• **WHAT THIS TASK INVOLVES**:
Find how many lines of the records below contain the word "unterminated" and write that number by itself.

• **Data excerpts**:
====

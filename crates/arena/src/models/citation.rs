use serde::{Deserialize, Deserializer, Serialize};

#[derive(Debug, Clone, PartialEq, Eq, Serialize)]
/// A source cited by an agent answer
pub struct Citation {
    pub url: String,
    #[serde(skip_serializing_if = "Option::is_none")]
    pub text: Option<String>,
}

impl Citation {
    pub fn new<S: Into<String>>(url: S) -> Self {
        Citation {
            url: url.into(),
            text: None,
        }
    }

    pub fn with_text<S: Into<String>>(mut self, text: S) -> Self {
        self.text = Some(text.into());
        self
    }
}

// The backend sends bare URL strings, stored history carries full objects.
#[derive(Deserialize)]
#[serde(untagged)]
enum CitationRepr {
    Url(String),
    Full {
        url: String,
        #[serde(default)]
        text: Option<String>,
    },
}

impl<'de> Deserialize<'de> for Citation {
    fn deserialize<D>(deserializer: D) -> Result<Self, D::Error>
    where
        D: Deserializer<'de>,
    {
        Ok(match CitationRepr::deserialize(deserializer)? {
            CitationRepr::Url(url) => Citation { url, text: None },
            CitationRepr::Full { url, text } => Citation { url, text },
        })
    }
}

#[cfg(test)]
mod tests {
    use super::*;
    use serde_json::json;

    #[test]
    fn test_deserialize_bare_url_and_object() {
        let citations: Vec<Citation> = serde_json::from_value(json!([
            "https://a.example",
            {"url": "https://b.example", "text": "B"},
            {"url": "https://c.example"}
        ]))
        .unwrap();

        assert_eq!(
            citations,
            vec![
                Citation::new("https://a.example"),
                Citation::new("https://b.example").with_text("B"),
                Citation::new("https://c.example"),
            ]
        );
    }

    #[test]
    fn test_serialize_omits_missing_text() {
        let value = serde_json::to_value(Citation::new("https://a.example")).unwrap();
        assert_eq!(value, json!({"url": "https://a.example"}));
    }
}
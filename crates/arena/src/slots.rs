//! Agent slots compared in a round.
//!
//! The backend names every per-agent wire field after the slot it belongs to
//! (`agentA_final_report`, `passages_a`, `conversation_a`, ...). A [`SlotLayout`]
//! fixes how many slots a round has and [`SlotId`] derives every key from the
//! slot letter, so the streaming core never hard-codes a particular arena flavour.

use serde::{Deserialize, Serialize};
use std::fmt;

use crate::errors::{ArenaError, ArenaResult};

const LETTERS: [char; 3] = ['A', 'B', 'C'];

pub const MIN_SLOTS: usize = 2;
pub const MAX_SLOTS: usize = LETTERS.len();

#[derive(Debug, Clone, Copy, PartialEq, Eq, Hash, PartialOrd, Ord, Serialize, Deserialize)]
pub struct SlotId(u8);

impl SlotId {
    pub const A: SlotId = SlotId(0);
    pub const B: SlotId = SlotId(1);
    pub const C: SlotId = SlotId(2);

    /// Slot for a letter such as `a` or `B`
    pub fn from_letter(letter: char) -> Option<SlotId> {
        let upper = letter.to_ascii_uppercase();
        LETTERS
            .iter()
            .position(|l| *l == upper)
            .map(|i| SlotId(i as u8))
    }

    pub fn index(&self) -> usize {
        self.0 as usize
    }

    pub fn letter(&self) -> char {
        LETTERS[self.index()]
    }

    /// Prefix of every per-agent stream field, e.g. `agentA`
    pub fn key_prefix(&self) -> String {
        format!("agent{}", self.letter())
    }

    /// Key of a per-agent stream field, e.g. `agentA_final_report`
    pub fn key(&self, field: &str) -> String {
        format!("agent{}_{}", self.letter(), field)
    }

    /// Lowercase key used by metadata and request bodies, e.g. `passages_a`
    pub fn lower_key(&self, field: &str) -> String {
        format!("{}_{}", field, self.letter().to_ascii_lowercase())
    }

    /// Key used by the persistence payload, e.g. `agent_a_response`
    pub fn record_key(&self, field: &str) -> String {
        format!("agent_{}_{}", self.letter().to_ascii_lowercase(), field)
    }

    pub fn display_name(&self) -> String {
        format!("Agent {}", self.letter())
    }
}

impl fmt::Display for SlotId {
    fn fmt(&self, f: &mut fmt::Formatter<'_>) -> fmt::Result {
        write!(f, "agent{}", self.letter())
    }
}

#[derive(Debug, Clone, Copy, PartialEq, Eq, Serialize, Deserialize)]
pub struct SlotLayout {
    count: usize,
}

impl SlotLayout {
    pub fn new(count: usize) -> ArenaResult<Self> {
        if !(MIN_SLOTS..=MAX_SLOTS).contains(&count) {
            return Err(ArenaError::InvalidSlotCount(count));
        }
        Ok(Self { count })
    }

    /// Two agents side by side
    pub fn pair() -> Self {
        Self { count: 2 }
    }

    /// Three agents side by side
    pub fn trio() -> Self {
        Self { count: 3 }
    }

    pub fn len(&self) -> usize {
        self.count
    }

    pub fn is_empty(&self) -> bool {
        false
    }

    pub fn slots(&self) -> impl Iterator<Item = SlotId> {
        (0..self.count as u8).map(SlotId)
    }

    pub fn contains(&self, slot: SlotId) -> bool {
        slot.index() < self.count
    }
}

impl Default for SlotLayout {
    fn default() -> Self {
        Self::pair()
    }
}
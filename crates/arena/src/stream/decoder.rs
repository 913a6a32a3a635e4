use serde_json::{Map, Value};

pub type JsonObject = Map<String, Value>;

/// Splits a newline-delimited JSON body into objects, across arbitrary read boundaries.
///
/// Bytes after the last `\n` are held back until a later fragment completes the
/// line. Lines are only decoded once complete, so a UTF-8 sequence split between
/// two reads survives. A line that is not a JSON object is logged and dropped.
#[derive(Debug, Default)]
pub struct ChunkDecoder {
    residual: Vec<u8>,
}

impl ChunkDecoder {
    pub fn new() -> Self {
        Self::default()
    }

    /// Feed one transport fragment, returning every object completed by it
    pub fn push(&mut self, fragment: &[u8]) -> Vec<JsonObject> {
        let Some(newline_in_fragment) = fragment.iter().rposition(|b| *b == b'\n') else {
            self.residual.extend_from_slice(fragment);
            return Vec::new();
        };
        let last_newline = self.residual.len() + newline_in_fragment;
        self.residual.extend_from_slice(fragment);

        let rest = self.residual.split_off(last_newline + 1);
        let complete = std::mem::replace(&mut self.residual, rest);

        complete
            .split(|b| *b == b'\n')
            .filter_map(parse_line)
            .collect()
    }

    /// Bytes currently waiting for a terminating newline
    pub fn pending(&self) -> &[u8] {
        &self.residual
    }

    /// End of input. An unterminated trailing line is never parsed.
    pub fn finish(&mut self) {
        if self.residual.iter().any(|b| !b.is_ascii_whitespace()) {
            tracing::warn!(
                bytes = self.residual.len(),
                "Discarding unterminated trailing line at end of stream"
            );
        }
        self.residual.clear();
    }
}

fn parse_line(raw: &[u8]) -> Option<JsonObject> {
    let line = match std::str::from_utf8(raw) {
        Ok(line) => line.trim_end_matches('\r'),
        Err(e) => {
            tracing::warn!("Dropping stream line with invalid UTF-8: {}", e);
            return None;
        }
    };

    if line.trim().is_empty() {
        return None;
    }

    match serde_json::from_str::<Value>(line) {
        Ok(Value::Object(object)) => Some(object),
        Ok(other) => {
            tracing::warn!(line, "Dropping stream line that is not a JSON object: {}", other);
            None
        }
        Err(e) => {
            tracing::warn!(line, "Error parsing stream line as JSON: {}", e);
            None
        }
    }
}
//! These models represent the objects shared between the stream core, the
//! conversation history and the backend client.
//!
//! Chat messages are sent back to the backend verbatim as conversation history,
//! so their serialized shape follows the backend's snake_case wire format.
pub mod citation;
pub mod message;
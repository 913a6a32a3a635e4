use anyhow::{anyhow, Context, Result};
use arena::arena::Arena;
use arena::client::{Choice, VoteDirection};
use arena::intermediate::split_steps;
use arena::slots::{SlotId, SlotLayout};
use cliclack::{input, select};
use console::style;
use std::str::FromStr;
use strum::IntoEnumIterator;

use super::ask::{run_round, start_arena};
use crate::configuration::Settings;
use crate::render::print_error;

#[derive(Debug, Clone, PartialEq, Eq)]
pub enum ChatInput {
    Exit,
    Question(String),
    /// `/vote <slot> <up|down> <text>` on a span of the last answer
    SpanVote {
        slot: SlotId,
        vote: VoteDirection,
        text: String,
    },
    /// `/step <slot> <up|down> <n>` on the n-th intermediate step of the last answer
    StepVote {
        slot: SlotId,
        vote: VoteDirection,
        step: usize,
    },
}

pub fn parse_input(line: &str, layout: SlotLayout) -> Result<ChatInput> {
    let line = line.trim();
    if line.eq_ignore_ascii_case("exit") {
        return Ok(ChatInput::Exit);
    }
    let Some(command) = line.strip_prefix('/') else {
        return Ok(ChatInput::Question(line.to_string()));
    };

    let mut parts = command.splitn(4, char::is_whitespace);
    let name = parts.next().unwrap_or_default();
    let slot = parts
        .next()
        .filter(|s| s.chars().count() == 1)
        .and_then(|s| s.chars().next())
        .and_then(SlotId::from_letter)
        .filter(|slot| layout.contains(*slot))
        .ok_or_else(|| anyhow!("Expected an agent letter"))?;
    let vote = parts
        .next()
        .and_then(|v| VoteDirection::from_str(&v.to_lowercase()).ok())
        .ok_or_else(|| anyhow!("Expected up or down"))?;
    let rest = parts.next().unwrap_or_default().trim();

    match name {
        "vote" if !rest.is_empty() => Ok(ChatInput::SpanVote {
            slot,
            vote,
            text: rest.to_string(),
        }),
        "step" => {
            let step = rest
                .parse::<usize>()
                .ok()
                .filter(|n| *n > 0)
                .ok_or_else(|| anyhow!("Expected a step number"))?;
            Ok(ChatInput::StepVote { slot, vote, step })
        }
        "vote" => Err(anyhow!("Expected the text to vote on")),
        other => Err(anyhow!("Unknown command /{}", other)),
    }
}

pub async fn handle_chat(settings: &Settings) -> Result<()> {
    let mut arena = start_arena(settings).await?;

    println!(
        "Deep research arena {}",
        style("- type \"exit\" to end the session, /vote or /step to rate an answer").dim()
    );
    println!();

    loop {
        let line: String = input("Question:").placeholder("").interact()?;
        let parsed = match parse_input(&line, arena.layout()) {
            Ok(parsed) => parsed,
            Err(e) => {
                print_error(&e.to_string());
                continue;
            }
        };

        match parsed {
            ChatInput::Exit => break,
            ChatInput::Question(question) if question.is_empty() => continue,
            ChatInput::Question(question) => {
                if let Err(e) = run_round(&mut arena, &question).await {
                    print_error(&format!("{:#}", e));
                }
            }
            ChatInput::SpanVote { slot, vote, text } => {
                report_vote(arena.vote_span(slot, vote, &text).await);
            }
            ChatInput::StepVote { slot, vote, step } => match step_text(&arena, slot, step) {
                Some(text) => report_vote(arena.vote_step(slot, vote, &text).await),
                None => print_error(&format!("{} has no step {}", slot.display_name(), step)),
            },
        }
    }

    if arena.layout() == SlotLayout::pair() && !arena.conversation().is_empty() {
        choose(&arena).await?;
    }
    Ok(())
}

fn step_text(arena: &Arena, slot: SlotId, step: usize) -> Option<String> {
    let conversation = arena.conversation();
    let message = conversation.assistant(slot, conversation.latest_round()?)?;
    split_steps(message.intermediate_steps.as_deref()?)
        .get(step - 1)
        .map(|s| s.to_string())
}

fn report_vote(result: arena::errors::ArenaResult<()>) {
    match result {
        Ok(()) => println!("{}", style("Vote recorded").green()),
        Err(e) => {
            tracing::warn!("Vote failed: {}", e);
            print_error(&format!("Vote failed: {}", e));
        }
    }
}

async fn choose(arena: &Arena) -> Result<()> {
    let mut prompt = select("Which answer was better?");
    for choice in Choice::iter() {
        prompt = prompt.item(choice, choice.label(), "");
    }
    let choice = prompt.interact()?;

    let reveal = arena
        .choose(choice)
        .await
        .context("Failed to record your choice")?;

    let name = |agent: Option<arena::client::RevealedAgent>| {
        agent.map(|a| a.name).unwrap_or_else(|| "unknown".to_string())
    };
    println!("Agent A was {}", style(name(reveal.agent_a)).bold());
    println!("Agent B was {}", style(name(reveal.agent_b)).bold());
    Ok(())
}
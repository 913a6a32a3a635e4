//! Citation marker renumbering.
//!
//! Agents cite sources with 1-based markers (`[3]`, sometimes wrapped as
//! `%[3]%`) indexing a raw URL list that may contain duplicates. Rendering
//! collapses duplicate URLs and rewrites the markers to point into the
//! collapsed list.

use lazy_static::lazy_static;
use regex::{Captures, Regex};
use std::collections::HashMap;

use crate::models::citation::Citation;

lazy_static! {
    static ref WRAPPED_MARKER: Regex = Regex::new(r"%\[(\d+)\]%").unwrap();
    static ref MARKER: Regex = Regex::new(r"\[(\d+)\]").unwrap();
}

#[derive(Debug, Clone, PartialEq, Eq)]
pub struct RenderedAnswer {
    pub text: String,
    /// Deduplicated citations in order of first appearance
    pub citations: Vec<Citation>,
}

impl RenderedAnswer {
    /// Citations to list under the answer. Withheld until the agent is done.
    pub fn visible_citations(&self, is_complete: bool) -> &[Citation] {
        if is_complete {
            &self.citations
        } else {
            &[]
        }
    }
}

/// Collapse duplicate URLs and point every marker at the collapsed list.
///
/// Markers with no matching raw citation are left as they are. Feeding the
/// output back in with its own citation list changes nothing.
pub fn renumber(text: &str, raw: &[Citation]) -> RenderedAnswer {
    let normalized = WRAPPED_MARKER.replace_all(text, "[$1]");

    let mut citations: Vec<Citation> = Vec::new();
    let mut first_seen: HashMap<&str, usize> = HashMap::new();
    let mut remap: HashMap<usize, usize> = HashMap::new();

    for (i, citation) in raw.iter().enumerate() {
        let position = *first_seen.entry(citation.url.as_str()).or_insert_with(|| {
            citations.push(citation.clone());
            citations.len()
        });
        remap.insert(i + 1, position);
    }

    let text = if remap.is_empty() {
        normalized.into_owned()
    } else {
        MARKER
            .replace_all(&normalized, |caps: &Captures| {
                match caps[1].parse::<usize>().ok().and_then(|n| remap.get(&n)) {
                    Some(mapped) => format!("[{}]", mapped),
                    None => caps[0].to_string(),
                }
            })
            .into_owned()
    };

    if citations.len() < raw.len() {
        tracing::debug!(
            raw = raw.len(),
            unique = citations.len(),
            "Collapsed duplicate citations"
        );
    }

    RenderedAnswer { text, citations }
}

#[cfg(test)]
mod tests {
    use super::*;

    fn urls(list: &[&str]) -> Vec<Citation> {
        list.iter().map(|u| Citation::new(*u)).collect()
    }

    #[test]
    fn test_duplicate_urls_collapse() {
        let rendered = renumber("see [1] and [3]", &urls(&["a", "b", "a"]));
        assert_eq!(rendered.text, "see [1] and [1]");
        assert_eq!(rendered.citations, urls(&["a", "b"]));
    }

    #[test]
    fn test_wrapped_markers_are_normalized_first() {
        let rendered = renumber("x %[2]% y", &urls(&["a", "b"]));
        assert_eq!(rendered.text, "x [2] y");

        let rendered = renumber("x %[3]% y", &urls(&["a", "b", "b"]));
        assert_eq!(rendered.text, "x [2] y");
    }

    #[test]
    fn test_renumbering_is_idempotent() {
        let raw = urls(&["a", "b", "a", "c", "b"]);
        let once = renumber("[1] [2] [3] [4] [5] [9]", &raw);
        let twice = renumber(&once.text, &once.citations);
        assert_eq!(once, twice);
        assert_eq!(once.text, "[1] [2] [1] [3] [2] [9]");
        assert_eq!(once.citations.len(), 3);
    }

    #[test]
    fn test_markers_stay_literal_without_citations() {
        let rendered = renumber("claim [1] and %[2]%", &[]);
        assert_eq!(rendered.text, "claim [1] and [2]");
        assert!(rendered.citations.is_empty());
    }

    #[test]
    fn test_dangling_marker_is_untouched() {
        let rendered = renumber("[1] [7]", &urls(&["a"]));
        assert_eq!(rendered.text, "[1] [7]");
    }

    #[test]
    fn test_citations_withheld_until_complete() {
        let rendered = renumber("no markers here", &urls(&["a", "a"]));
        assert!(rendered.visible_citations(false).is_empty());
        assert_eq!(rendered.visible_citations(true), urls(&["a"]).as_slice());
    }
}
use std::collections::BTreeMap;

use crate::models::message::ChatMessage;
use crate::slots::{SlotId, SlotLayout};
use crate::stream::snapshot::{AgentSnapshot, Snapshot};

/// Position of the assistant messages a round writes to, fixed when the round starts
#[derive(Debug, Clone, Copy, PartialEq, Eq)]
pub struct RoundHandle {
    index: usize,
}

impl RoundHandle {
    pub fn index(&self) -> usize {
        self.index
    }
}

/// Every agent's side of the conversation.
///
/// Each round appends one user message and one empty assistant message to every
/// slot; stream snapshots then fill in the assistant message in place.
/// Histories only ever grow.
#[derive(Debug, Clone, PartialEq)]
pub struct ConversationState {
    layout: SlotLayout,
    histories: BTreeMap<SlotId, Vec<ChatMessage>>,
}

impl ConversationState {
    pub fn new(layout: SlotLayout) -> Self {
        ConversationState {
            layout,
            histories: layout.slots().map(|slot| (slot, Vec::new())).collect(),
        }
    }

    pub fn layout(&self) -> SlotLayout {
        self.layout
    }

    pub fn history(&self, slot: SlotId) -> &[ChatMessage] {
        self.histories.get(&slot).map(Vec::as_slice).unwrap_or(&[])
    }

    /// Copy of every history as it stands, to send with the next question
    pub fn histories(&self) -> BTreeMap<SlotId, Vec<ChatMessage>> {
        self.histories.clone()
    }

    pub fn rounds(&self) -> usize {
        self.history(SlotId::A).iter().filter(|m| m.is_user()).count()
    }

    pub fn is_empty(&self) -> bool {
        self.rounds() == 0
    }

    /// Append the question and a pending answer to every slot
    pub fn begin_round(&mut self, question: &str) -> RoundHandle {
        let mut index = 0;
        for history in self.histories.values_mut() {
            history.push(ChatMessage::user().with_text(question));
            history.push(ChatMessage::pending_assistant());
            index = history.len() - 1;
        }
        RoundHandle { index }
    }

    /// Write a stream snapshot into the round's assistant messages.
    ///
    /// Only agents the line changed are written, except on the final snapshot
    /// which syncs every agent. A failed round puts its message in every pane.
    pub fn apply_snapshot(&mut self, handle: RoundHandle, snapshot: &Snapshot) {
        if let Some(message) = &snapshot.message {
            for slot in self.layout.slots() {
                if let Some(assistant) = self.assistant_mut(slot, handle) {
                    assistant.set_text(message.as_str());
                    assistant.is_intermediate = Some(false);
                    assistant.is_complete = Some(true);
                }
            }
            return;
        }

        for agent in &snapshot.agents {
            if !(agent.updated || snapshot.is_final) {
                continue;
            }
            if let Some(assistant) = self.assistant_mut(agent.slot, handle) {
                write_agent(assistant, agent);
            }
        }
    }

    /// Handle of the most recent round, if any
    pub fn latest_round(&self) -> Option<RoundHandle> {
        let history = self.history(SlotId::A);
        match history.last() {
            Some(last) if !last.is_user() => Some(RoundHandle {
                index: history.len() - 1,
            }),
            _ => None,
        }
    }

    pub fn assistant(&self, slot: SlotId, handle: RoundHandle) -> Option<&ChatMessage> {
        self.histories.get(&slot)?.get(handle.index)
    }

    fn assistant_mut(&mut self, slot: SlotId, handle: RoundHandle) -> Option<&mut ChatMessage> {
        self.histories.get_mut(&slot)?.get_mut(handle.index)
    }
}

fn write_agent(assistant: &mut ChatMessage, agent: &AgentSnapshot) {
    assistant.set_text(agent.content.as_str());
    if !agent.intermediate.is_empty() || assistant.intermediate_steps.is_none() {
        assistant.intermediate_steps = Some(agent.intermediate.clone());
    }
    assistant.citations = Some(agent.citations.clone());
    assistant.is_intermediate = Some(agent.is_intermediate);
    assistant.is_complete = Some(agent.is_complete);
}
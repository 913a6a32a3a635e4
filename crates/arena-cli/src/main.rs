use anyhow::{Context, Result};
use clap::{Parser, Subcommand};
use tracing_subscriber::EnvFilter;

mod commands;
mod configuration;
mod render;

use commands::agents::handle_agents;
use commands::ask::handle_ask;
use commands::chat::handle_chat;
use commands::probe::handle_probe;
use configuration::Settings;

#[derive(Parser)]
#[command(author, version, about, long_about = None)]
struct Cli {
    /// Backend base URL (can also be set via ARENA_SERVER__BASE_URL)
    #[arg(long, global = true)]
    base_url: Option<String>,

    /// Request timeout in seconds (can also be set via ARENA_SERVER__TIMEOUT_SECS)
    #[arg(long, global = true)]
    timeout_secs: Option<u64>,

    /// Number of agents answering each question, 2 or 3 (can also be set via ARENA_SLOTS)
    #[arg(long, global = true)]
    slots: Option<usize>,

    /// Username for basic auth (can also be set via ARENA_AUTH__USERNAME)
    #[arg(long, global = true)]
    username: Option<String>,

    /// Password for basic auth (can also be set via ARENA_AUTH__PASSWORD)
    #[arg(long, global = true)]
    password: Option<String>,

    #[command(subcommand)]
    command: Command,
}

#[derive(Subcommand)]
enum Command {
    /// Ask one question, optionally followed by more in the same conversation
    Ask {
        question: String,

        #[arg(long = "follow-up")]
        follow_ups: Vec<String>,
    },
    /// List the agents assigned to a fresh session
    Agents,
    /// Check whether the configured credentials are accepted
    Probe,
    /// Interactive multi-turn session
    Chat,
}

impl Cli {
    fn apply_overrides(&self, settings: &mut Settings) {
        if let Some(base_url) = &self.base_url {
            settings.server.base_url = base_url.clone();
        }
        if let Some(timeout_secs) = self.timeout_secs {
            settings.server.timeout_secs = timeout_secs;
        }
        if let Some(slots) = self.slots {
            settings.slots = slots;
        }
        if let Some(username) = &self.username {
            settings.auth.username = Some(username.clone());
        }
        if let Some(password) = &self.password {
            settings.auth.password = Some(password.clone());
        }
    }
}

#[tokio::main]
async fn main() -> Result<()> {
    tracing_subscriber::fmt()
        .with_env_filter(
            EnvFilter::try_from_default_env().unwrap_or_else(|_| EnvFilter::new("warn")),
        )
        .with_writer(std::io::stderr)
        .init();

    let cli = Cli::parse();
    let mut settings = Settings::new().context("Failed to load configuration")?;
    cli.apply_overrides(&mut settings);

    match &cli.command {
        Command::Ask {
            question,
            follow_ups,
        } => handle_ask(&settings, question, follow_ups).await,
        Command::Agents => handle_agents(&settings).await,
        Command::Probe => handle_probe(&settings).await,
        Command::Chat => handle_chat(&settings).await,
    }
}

====

• **OUTPUT FOR THIS TASK**:
2